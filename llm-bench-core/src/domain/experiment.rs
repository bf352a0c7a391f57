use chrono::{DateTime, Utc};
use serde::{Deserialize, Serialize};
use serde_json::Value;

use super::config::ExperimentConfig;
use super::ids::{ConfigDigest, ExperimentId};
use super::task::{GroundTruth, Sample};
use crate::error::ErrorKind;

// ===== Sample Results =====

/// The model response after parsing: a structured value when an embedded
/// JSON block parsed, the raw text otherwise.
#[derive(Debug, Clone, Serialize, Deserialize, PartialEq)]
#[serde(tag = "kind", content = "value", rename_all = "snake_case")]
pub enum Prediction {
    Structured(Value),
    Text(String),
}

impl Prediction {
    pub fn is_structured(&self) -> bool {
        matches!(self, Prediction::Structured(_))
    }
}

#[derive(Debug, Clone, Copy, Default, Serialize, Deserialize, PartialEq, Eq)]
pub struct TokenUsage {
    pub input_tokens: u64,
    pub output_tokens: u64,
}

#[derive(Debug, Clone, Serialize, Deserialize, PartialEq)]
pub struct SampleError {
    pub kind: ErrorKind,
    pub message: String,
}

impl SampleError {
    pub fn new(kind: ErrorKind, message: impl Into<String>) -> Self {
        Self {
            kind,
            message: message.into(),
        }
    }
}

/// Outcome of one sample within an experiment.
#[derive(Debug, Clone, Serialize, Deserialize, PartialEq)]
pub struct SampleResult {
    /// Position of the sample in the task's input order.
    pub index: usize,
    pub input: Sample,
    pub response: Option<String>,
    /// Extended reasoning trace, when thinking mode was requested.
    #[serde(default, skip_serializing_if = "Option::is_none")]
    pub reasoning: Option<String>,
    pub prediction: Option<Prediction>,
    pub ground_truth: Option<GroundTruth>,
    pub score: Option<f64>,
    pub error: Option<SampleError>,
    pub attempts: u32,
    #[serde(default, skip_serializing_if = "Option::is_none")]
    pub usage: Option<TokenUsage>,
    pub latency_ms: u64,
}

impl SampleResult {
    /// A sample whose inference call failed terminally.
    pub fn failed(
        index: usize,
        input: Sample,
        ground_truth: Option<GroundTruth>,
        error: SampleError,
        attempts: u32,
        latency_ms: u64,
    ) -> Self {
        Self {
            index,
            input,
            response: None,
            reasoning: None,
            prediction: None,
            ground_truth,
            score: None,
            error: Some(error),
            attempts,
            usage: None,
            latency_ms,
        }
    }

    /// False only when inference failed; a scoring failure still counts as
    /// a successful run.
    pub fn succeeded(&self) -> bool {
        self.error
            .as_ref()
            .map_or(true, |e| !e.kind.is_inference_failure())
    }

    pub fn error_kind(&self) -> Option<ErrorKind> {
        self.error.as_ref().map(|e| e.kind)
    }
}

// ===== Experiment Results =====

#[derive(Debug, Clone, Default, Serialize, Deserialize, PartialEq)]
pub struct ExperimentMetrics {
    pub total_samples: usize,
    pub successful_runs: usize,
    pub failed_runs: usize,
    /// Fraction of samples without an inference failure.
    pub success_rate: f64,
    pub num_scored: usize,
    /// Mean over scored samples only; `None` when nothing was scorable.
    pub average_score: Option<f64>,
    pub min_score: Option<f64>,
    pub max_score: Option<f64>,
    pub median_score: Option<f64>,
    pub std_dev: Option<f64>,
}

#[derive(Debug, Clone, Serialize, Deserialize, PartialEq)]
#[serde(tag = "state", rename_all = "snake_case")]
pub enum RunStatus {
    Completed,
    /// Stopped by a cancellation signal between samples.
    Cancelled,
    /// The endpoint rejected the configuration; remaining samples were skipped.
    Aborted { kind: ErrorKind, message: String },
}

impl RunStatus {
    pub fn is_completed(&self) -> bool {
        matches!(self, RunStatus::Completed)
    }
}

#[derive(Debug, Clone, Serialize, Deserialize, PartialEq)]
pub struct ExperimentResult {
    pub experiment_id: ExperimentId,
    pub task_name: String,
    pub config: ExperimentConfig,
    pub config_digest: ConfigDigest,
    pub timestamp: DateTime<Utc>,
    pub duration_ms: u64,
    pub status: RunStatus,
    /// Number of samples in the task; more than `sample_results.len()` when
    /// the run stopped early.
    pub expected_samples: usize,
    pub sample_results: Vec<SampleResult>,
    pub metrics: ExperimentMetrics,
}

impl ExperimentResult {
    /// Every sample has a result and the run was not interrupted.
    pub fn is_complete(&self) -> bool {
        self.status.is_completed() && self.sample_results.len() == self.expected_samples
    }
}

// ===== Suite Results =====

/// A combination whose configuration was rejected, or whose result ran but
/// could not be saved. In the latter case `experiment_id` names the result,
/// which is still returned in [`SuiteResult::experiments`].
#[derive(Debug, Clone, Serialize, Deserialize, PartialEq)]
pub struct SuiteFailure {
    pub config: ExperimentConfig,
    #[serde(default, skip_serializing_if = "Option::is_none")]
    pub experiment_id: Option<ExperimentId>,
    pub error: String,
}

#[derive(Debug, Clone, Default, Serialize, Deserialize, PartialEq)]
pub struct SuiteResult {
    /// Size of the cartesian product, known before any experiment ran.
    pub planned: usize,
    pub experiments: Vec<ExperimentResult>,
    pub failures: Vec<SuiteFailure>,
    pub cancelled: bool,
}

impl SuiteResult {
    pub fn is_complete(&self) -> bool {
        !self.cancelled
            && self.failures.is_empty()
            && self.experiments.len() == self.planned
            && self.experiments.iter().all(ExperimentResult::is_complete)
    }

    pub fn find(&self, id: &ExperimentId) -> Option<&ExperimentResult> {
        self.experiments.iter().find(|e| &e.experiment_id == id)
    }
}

▬▬▬▬▬▬▬▬▬▬

The material is to be written out again in full, with no word altered.

filename llm-bench-core/src/domain/experiment.rs
repository bf352a0c7a391f57
use chrono::{DateTime, Utc};
use serde::{Deserialize, Serialize};
use serde_json::Value;

use super::config::ExperimentConfig;
use super::ids::{ConfigDigest, ExperimentId};
use super::task::{GroundTruth, Sample};
use crate::error::ErrorKind;

// ===== Sample Results =====

/// The model response after parsing: a structured value when an embedded
/// JSON block parsed, the raw text otherwise.
#[derive(Debug, Clone, Serialize, Deserialize, PartialEq)]
#[serde(tag = "kind", content = "value", rename_all = "snake_case")]
pub enum Prediction {
    Structured(Value),
    Text(String),
}

impl Prediction {
    pub fn is_structured(&self) -> bool {
        matches!(self, Prediction::Structured(_))
    }
}

#[derive(Debug, Clone, Copy, Default, Serialize, Deserialize, PartialEq, Eq)]
pub struct TokenUsage {
    pub input_tokens: u64,
    pub output_tokens: u64,
}

#[derive(Debug, Clone, Serialize, Deserialize, PartialEq)]
pub struct SampleError {
    pub kind: ErrorKind,
    pub message: String,
}

impl SampleError {
    pub fn new(kind: ErrorKind, message: impl Into<String>) -> Self {
        Self {
            kind,
            message: message.into(),
        }
    }
}

/// Outcome of one sample within an experiment.
#[derive(Debug, Clone, Serialize, Deserialize, PartialEq)]
pub struct SampleResult {
    /// Position of the sample in the task's input order.
    pub index: usize,
    pub input: Sample,
    pub response: Option<String>,
    /// Extended reasoning trace, when thinking mode was requested.
    #[serde(default, skip_serializing_if = "Option::is_none")]
    pub reasoning: Option<String>,
    pub prediction: Option<Prediction>,
    pub ground_truth: Option<GroundTruth>,
    pub score: Option<f64>,
    pub error: Option<SampleError>,
    pub attempts: u32,
    #[serde(default, skip_serializing_if = "Option::is_none")]
    pub usage: Option<TokenUsage>,
    pub latency_ms: u64,
}

impl SampleResult {
    /// A sample whose inference call failed terminally.
    pub fn failed(
        index: usize,
        input: Sample,
        ground_truth: Option<GroundTruth>,
        error: SampleError,
        attempts: u32,
        latency_ms: u64,
    ) -> Self {
        Self {
            index,
            input,
            response: None,
            reasoning: None,
            prediction: None,
            ground_truth,
            score: None,
            error: Some(error),
            attempts,
            usage: None,
            latency_ms,
        }
    }

    /// False only when inference failed; a scoring failure still counts as
    /// a successful run.
    pub fn succeeded(&self) -> bool {
        self.error
            .as_ref()
            .map_or(true, |e| !e.kind.is_inference_failure())
    }

    pub fn error_kind(&self) -> Option<ErrorKind> {
        self.error.as_ref().map(|e| e.kind)
    }
}

// ===== Experiment Results =====

#[derive(Debug, Clone, Default, Serialize, Deserialize, PartialEq)]
pub struct ExperimentMetrics {
    pub total_samples: usize,
    pub successful_runs: usize,
    pub failed_runs: usize,
    /// Fraction of samples without an inference failure.
    pub success_rate: f64,
    pub num_scored: usize,
    /// Mean over scored samples only; `None` when nothing was scorable.
    pub average_score: Option<f64>,
    pub min_score: Option<f64>,
    pub max_score: Option<f64>,
    pub median_score: Option<f64>,
    pub std_dev: Option<f64>,
}

#[derive(Debug, Clone, Serialize, Deserialize, PartialEq)]
#[serde(tag = "state", rename_all = "snake_case")]
pub enum RunStatus {
    Completed,
    /// Stopped by a cancellation signal between samples.
    Cancelled,
    /// The endpoint rejected the configuration; remaining samples were skipped.
    Aborted { kind: ErrorKind, message: String },
}

impl RunStatus {
    pub fn is_completed(&self) -> bool {
        matches!(self, RunStatus::Completed)
    }
}

#[derive(Debug, Clone, Serialize, Deserialize, PartialEq)]
pub struct ExperimentResult {
    pub experiment_id: ExperimentId,
    pub task_name: String,
    pub config: ExperimentConfig,
    pub config_digest: ConfigDigest,
    pub timestamp: DateTime<Utc>,
    pub duration_ms: u64,
    pub status: RunStatus,
    /// Number of samples in the task; more than `sample_results.len()` when
    /// the run stopped early.
    pub expected_samples: usize,
    pub sample_results: Vec<SampleResult>,
    pub metrics: ExperimentMetrics,
}

impl ExperimentResult {
    /// Every sample has a result and the run was not interrupted.
    pub fn is_complete(&self) -> bool {
        self.status.is_completed() && self.sample_results.len() == self.expected_samples
    }
}

// ===== Suite Results =====

/// A combination whose configuration was rejected, or whose result ran but
/// could not be saved. In the latter case `experiment_id` names the result,
/// which is still returned in [`SuiteResult::experiments`].
#[derive(Debug, Clone, Serialize, Deserialize, PartialEq)]
pub struct SuiteFailure {
    pub config: ExperimentConfig,
    #[serde(default, skip_serializing_if = "Option::is_none")]
    pub experiment_id: Option<ExperimentId>,
    pub error: String,
}

#[derive(Debug, Clone, Default, Serialize, Deserialize, PartialEq)]
pub struct SuiteResult {
    /// Size of the cartesian product, known before any experiment ran.
    pub planned: usize,
    pub experiments: Vec<ExperimentResult>,
    pub failures: Vec<SuiteFailure>,
    pub cancelled: bool,
}

impl SuiteResult {
    pub fn is_complete(&self) -> bool {
        !self.cancelled
            && self.failures.is_empty()
            && self.experiments.len() == self.planned
            && self.experiments.iter().all(ExperimentResult::is_complete)
    }

    pub fn find(&self, id: &ExperimentId) -> Option<&ExperimentResult> {
        self.experiments.iter().find(|e| &e.experiment_id == id)
    }
}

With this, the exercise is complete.